No Let-up in Authorities’ Targeting of Media
HRW- September 13, 2017 – (Beirut) – Two Iranian journalists arrested in Tehran in August 2017 remain detained without formal charges, Human Rights Watch said today. The authorities should immediately release them or charge them with recognizable criminal offenses and ensure them fair trials.
Authorities from the Judiciary Intelligence Agency arrested Sasan Aghaei, 34, deputy editor of the reformist daily Etemad, at his office in Tehran on August 13. On August 22, authorities also arrested Yaghma Fashkhami, a journalist for the Didban Iranwebsite, at his office in Tehran. Both had been arbitrarily detained previously, in violation of their rights to freedom of speech.

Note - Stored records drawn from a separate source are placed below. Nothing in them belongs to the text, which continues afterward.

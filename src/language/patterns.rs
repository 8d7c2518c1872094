//! Language pattern definitions for predicate matching and disambiguation
//!
//! Each language has three pattern tiers:
//! - Markers: the detection predicate, matches if ANY marker matches
//! - Signature: one high-specificity regex worth 2 pts during disambiguation
//! - Boosters: hand-tuned constructs worth 5-8 pts each, stacking additively
//!
//! Anchors use default regex semantics: `$` is the end of the snippet, not the
//! end of a line. Patterns that need line anchors opt in with `(?m)`.

use super::registry::{Booster, LanguageDefinition};

pub static PYTHON: LanguageDefinition = LanguageDefinition {
    name: "Python",
    aliases: &["py", "python3"],
    extension: "py",
    markers: &[
        r#"def\s+\w+\s*\([^)]*\)\s*:"#,   // function definition
        r#"import\s+[\w\s,]+"#,           // import statement
        r#"from\s+[\w.]+\s+import"#,      // from-import
        r#"print\s*\([^)]*\)"#,           // print call
        r#":\s*$"#,                       // trailing colon
    ],
    requires: &[],
    case_insensitive: false,
    signature: r#"def\s+\w+\s*\([^)]*\)\s*:|import\s+[\w\s,]+"#,
    boosters: &[
        Booster::new(r#"if\s+__name__\s*==\s*['"]__main__['"]"#, 8),
        Booster::new(r#"(?m)^\s*elif\s+.+:"#, 6),
        Booster::new(r#"(?m)^\s*(?:for|while|if|with)\s.+:\s*$"#, 5), // block header
        Booster::new(r#"(?m)^\s*from\s+[\w.]+\s+import\s"#, 6),
        Booster::new(r#"\bself\.\w+"#, 5),
    ],
};

pub static JAVASCRIPT: LanguageDefinition = LanguageDefinition {
    name: "JavaScript",
    aliases: &["js", "node", "nodejs"],
    extension: "js",
    markers: JS_MARKERS,
    requires: &[],
    case_insensitive: false,
    signature: r#"function\s+\w+\s*\([^)]*\)|const\s+\w+\s*="#,
    boosters: &[
        Booster::new(r#"console\.(?:log|error|warn)\("#, 6),
        Booster::new(r#"require\(\s*['"]"#, 6),
        Booster::new(r#"\bdocument\.\w+"#, 7),
        Booster::new(r#"=>\s*\{"#, 5),
    ],
};

/// General JavaScript markers, shared with TypeScript's superset check
const JS_MARKERS: &[&str] = &[
    r#"function\s+\w+\s*\([^)]*\)"#,
    r#"const\s+\w+\s*="#,
    r#"let\s+\w+\s*="#,
    r#"var\s+\w+\s*="#,
    r#"console\.(log|error|warn)"#,
];

pub static JAVA: LanguageDefinition = LanguageDefinition {
    name: "Java",
    aliases: &[],
    extension: "java",
    markers: &[
        r#"public\s+class\s+\w+"#,
        r#"public\s+static\s+void\s+main"#,
        r#"System\.(out|err)\."#,
        r#"private|protected|public"#,
        r#"import\s+java\."#,
    ],
    requires: &[],
    case_insensitive: false,
    signature: r#"public\s+class\s+\w+|public\s+static\s+void\s+main"#,
    boosters: &[
        Booster::new(r#"System\.(?:out|err)\.print"#, 6),
        Booster::new(r#"public\s+static\s+void\s+main\s*\(\s*String"#, 8),
        Booster::new(r#"import\s+java\."#, 8),
        Booster::new(r#"@Override\b"#, 5),
    ],
};

pub static CPP: LanguageDefinition = LanguageDefinition {
    name: "C++",
    aliases: &["cpp", "cxx", "c++17"],
    extension: "cpp",
    markers: &[
        r#"#include\s*<[^>]+>"#,
        r#"std::\w+"#,
        r#"cout\s*<<"#,
        r#"cin\s*>>"#,
        r#"int\s+main\s*\("#,
    ],
    requires: &[],
    case_insensitive: false,
    signature: r#"#include\s*<[^>]+>|std::\w+"#,
    boosters: &[
        Booster::new(r#"std::(?:cout|cin|vector|string|map)\b"#, 6),
        Booster::new(r#"#include\s*<(?:iostream|vector|string|map|algorithm)>"#, 7),
        Booster::new(r#"using\s+namespace\s+std\s*;"#, 8),
    ],
};

pub static JULIA: LanguageDefinition = LanguageDefinition {
    name: "Julia",
    aliases: &["jl"],
    extension: "jl",
    markers: &[
        r#"function\s+\w+\s*\([^)]*\)\s*end"#,
        r#"println\("#,
        r#"using\s+\w+"#,
        r#"module\s+\w+"#,
        r#"struct\s+\w+"#,
    ],
    requires: &[],
    case_insensitive: false,
    signature: r#"function\s+\w+\s*\([^)]*\)\s*end|\bmodule\s+\w+|\bstruct\s+\w+"#,
    boosters: &[
        // brace-less struct header on its own line
        Booster::new(r#"(?m)^\s*(?:mutable\s+)?struct\s+\w+\s*$"#, 6),
        Booster::new(r#"::\s*(?:Int|Float|String|Bool|Vector|Array)\w*"#, 5),
        Booster::new(r#"(?m)^\s*using\s+\w+(?:\s*,\s*\w+)*\s*$"#, 5),
    ],
};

“Iran’s judiciary and intelligence agencies have a longstanding pattern of prosecuting journalists on dubious national security charges,” said Sarah Leah Whitson, Middle East director at Human Rights Watch. “The latest journalists to be arrested have not been accused of doing anything beyond exercising their right to free speech, and should be freed immediately.”
Since his arrest – the fourth time since 2009 – Aghaei has been held in solitary confinement in ward 241 of Evin prison in Tehran, which is under the supervision of the Judiciary Intelligence Agency. A source close to the Aghaei family, who wished to remain anonymous, told Human Rights Watch that “authorities are pressuring Aghaei to confess to having ties with the Amad News website,” which Iranian authorities consider an opposition outlet. “They could have simply summoned him instead of showing up to arrest him as a criminal,” the source said. Indefinite solitary confinement is cruel and inhuman treatment and can amount to torture, Human Rights Watch said.
On September 11, a source close to the Fashkhami family told Human Rights Watch that the authorities who first detained Fashkhami for five days later extended the detention to one month. “The family has been going to the court every day, but still do not know what charges he is facing,” the source said.
On August 31, Azam Eghtesad, the mother of Ehsan Mazandarani, a reformist journalist who has been detained in Evin prison since March 11, told the Center for Human Rights in Iran that her son’s health had deteriorated in prison. Authorities released Mazandarani from Evin prison on February 11 after he served a year on charges of “assembly and collusion against national security” and “propaganda against the state,” but arrested him again a month later. Authorities told Mazandarani that his release had been “a mistake.”
On August 29, authorities released Hengameh Shahidi and Zeinab Karmianian, two journalists the Intelligence Ministry arrested in March. It is not clear whether the authorities brought any charges against the two.